--- Dataset content Enclosed Below ---

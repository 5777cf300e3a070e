use super::{CapabilitySet, RoleKind};
use crate::common::entity_ids::UserId;
use crate::common::error::{DomainError, DomainResult};

/// Authenticated request context passed into workflow operations.
///
/// The identity comes from the auth provider; the capability set is resolved
/// once from the role ledger when the request enters the core
/// (`accounts::actions::capabilities_of`).
#[derive(Debug, Clone)]
pub struct RequestContext {
    pub actor: UserId,
    pub capabilities: CapabilitySet,
}

impl RequestContext {
    pub fn new(actor: UserId, capabilities: CapabilitySet) -> Self {
        Self {
            actor,
            capabilities,
        }
    }

    /// Fail with PermissionDenied unless the actor holds `role`.
    pub fn require(&self, role: RoleKind) -> DomainResult<()> {
        if self.capabilities.has(role) {
            Ok(())
        } else {
            Err(DomainError::PermissionDenied(format!(
                "requires the {} role",
                role
            )))
        }
    }

    /// Fail with PermissionDenied unless the actor is `user`.
    pub fn require_self(&self, user: UserId, what: &str) -> DomainResult<()> {
        if self.actor == user {
            Ok(())
        } else {
            Err(DomainError::PermissionDenied(format!(
                "only the owner may {}",
                what
            )))
        }
    }
}
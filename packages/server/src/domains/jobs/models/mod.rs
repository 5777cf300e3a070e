mod job_posting;

pub use job_posting::JobPosting;
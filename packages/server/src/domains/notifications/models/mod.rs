mod notification;

pub use notification::{Notification, NotificationKind};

--- End of Enclosed Dataset content ---

= Problem statement =
Write out each line exactly, beginning at the one with "filename packages/server/src/domains/notifications/models/mod.rs" and ending at the final line of the records above, with nothing added.

= Output of the task =
filename packages/server/src/domains/notifications/models/mod.rs
mod notification;

pub use notification::{Notification, NotificationKind};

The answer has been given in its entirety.